On Sunday and Monday, February 14-15, 2016, USDA Wildlife Services took to the skies and shot the remaining 24 bighorn sheep in the Montana Mountains of northwest Nevada at the request of Nevada Department of Wildlife. These were important sheep because they were once healthy and over 60 had been translocated from there to areas in Nevada and Utah over the years. The disease outbreak was first detected in December when the Nevada Department of Wildlife captured some of the bighorn sheep to test them for disease and collar them for monitoring purposes. They found that the sheep were suffering from an outbreak of polymicrobial pneumonia. Since the discovery of the outbreak, 70% of the sheep had died from the disease so they decided to “depopulate”, i.e. kill, the remaining bighorn sheep in an effort to prevent the spread of the outbreak to nearby herds in Nevada and Oregon.

While the exact source of the disease outbreak is not known, it is not surprising that the bighorn sheep in this area are suffering this fate because there are two domestic sheep grazing allotments – the Bilk Creek allotment and the Wilder-Quinn allotment – in the middle of this area and BLM ignored the disease threat that they pose to bighorn sheep.

In 2012 the BLM began the permit renewal process for one of the allotments – the Bilk Creek allotment – and Western Watersheds Project submitted comments notifying them of our concern about the risk that domestic sheep posed to bighorn sheep in this area. It is well know that domestic sheep are carriers of pathogens that result in deadly pneumonia to bighorn sheep and that even just one nose-to-nose contact between these related species can result in a disease outbreak that commonly kills up to 90% of a herd and kills the offspring of the remaining animals for up to a decade.

In 2013 the BLM issued the Final Environmental Assessment that dismissed those concerns and simply stated:

Bighorn Sheep – A portion of the Bilk Creek Allotment has been identified as potential habitat for bighorn sheep. The allotment falls into the California bighorn sub-species delineation for reintroductions identified in the Nevada Bighorn Sheep Management Plan (NDOW, 2001). The Paradise-Denio Management Framework Plan set the forage allocation for bighorn at 30 AUMs. There are no immediate plans to reintroduce bighorns on the allotment since the allotment has an active domestic sheep grazing permit: therefore, there will be no further discussion of them in this analysis.

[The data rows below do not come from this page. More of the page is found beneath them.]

use crate::support::*;
use kiln::core::interfaces::BuildService;
use kiln::core::models::{BuildWarning, Mode};
use std::collections::HashSet;

#[tokio::test]
async fn test_app_and_react_vendors_scenario() {
    let temp_dir = tempfile::tempdir().unwrap();
    let root = temp_dir.path();
    write_react_app(root);

    let result = build(&react_app_config(root, Mode::Production)).await;

    let app = result.chunk_artifact("app").expect("app chunk");
    assert!(is_named(&app.filename, "app", ".js"), "got {}", app.filename);
    let vendors = result.chunk_artifact("react-vendors").expect("react-vendors chunk");
    assert_eq!(vendors.filename, "vendors/react-vendors.js");
    assert!(text(vendors).contains("\"./node_modules/react/index.js\""));
    assert!(text(vendors).contains("\"./node_modules/react-dom/index.js\""));

    let settings = result.chunk_artifact("settings").expect("on-demand chunk");
    assert_eq!(settings.filename, "vendors/settings.js");
    let style = result
        .artifacts
        .iter()
        .find(|a| a.filename.ends_with(".css"))
        .expect("style artifact");
    assert!(is_named(&style.filename, "app", ".css"), "got {}", style.filename);

    let outdir = root.join("dist");
    assert!(outdir.join(&app.filename).exists());
    assert!(outdir.join("vendors/react-vendors.js").exists());
    assert!(outdir.join("index.html").exists());
    assert!(outdir.join("report_1700000000000.html").exists());

    let entry = &result.manifest.entrypoints["app"];
    assert_eq!(
        entry.scripts,
        vec![
            format!("/vendors/react-vendors.js?v={}", vendors.digest),
            format!("/{}", app.filename),
        ]
    );
    assert_eq!(entry.styles, vec![format!("/{}", style.filename)]);
}

#[tokio::test]
async fn test_dependency_separation_and_exclusivity() {
    let temp_dir = tempfile::tempdir().unwrap();
    let root = temp_dir.path();
    write_react_app(root);

    let result = build(&react_app_config(root, Mode::Production)).await;

    let app = result.chunk_artifact("app").unwrap();
    assert!(app.modules.iter().all(|id| !id.starts_with("./node_modules/")));
    assert_eq!(app.modules, vec!["./src/index.ts".to_string()]);

    let mut seen = HashSet::new();
    for artifact in scripts(&result) {
        for id in &artifact.modules {
            assert!(seen.insert(id.clone()), "{} emitted twice", id);
        }
    }
    assert!(seen.contains("./src/Settings.ts"));
    assert!(!seen.contains("./src/styles.css"));
}

#[tokio::test]
async fn test_page_injection_at_markers() {
    let temp_dir = tempfile::tempdir().unwrap();
    let root = temp_dir.path();
    write_react_app(root);
    write(
        root,
        "public/index.html",
        "<html><head><title>t</title><!-- kiln:styles --></head><body><main></main><!-- kiln:scripts --><footer></footer></body></html>",
    );

    let mut config = react_app_config(root, Mode::Production);
    config.template = Some("public/index.html".into());
    let result = build(&config).await;

    let page = std::fs::read_to_string(root.join("dist/index.html")).unwrap();
    assert_eq!(Some(&page), result.page.as_ref());
    assert!(!page.contains("kiln:styles"));
    assert!(!page.contains("kiln:scripts"));

    let link = page.find("<link rel=\"stylesheet\" href=\"/app.").unwrap();
    assert!(link < page.find("</head>").unwrap());
    let vendors = page.find("<script defer src=\"/vendors/react-vendors.js?v=").unwrap();
    let app = page.find("<script defer src=\"/app.").unwrap();
    assert!(page.find("<main></main>").unwrap() < vendors);
    assert!(vendors < app);
    assert!(app < page.find("<footer>").unwrap());
    assert!(!page.contains("settings.js"));
}

#[tokio::test]
async fn test_determinism_across_builds_and_directories() {
    let first_dir = tempfile::tempdir().unwrap();
    let second_dir = tempfile::tempdir().unwrap();
    write_react_app(first_dir.path());
    write_react_app(second_dir.path());

    let mut config = react_app_config(first_dir.path(), Mode::Production);
    config.minify = true;
    let first = build(&config).await;
    let again = build(&config).await;
    config.root = second_dir.path().to_path_buf();
    let elsewhere = build(&config).await;

    let files = |result: &kiln::BuildResult| {
        result
            .artifacts
            .iter()
            .map(|a| (a.filename.clone(), a.content.clone()))
            .collect::<Vec<_>>()
    };
    assert_eq!(files(&first), files(&again));
    assert_eq!(files(&first), files(&elsewhere));
    assert_eq!(first.page, elsewhere.page);
}

#[tokio::test]
async fn test_cache_busting_follows_content() {
    let temp_dir = tempfile::tempdir().unwrap();
    let root = temp_dir.path();
    write_react_app(root);
    let config = react_app_config(root, Mode::Production);

    let before = build(&config).await;
    write(root, "src/Settings.ts", "export const title: string = \"preferences\";\n");
    let after = build(&config).await;

    let vendors_before = before.chunk_artifact("react-vendors").unwrap();
    let vendors_after = after.chunk_artifact("react-vendors").unwrap();
    assert_eq!(vendors_before.digest, vendors_after.digest);

    let settings_before = before.chunk_artifact("settings").unwrap();
    let settings_after = after.chunk_artifact("settings").unwrap();
    assert_eq!(settings_before.filename, settings_after.filename);
    assert_ne!(settings_before.digest, settings_after.digest);

    // The app runtime embeds the settings reference, so its name moves too
    let app_before = before.chunk_artifact("app").unwrap();
    let app_after = after.chunk_artifact("app").unwrap();
    assert_ne!(app_before.filename, app_after.filename);
    assert!(text(app_after).contains(&format!("/vendors/settings.js?v={}", settings_after.digest)));
}

#[tokio::test]
async fn test_pinned_timestamp_in_banner_and_report() {
    let temp_dir = tempfile::tempdir().unwrap();
    let root = temp_dir.path();
    write_react_app(root);

    let mut config = react_app_config(root, Mode::Production);
    config.minify = true;
    let result = build(&config).await;

    for artifact in scripts(&result) {
        assert!(
            text(artifact).starts_with("/* Build Date :: 11/14/2023, 10:13:20 PM */\n"),
            "{} lacks the banner",
            artifact.filename
        );
    }
    let report = result.report_path.as_ref().unwrap();
    assert_eq!(report.file_name().unwrap(), "report_1700000000000.html");
    assert!(std::fs::read_to_string(report).unwrap().contains("11/14/2023, 10:13:20 PM"));
}

#[tokio::test]
async fn test_minify_exclusion_keeps_source() {
    let temp_dir = tempfile::tempdir().unwrap();
    let root = temp_dir.path();
    write_react_app(root);

    let mut config = react_app_config(root, Mode::Production);
    config.minify = true;
    config.minify_exclude = vec!["vendors/".to_string()];
    let result = build(&config).await;

    let vendors = result.chunk_artifact("react-vendors").unwrap();
    assert!(!text(vendors).starts_with("/* Build Date"));
    assert!(text(vendors).contains("function (module, exports, require)"));
}

#[tokio::test]
async fn test_unresolvable_import_fails_the_build() {
    let temp_dir = tempfile::tempdir().unwrap();
    let root = temp_dir.path();
    write_react_app(root);
    write(root, "src/Settings.ts", "import missing from \"./missing\";\nexport default missing;\n");

    let err = service()
        .build(&react_app_config(root, Mode::Production))
        .await
        .unwrap_err();
    assert!(matches!(err, kiln::KilnError::Resolution { ref specifier, .. } if specifier == "./missing"));
    assert!(!root.join("dist").exists());
}

#[tokio::test]
async fn test_transform_error_aborts_production_build() {
    let temp_dir = tempfile::tempdir().unwrap();
    let root = temp_dir.path();
    write_react_app(root);
    write(root, "src/Settings.ts", "export const title: string = ;\n");

    let err = service()
        .build(&react_app_config(root, Mode::Production))
        .await
        .unwrap_err();
    assert!(matches!(err, kiln::KilnError::Transform { ref path, .. } if path.ends_with("src/Settings.ts")));
    assert!(!root.join("dist").exists());
}

#[tokio::test]
async fn test_budget_warnings_are_collected() {
    let temp_dir = tempfile::tempdir().unwrap();
    let root = temp_dir.path();
    write_react_app(root);

    let mut config = react_app_config(root, Mode::Production);
    config.performance.max_asset_size = 10;
    config.performance.max_entrypoint_size = 10;
    let result = build(&config).await;

    assert!(result
        .warnings
        .iter()
        .any(|w| matches!(w, BuildWarning::AssetSize { .. })));
    assert!(result
        .warnings
        .iter()
        .any(|w| matches!(w, BuildWarning::EntrypointSize { entry, .. } if entry == "app")));
}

Western Watersheds Project appealed the permit renewal and once again asked them to examine the risk of contact between domestic sheep and bighorn sheep with a GIS tool recently developed by the U.S. Forest Service to objectively quantify the risk that a bighorn sheep would come into contact with an allotment. The tool was developed to examine the risk that domestic sheep grazing posed to bighorn sheep on the Payette National Forest and it was made available to various agencies so that they could examine this risk in other areas. Unfortunately, the BLM refused to analyze the risk that domestic sheep pose to bighorn sheep. They argued that “[t]he Bilk Creek Allotment does not contain Occupied or Potential Bighorn Habitat according to the Bureau of Land Management (BLM) 2012 Bighorn Sheep Habitat GIS Layer. This GIS layer was obtained from the Nevada Department of Wildlife (Nevada Department of Wildlife).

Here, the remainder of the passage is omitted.